● **Materials provided**:

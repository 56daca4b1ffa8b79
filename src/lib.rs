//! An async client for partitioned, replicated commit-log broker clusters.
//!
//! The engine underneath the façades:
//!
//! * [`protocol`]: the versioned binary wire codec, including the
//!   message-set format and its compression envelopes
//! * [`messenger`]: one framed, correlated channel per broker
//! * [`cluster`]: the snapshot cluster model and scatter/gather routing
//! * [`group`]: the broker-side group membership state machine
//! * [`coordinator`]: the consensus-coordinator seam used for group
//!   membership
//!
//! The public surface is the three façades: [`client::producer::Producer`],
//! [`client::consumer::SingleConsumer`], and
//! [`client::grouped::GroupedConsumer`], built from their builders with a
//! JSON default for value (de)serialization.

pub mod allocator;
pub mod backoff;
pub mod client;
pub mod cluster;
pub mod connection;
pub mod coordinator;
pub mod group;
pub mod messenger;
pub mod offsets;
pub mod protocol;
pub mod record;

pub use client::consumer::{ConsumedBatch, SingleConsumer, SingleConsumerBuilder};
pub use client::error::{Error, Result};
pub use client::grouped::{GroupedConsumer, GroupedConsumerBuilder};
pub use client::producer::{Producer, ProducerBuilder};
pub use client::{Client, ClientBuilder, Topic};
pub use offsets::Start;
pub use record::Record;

● **Problem details**:
Work out how many lines above contain the word "coordinator". Give only the number.

● **Task answer**:
2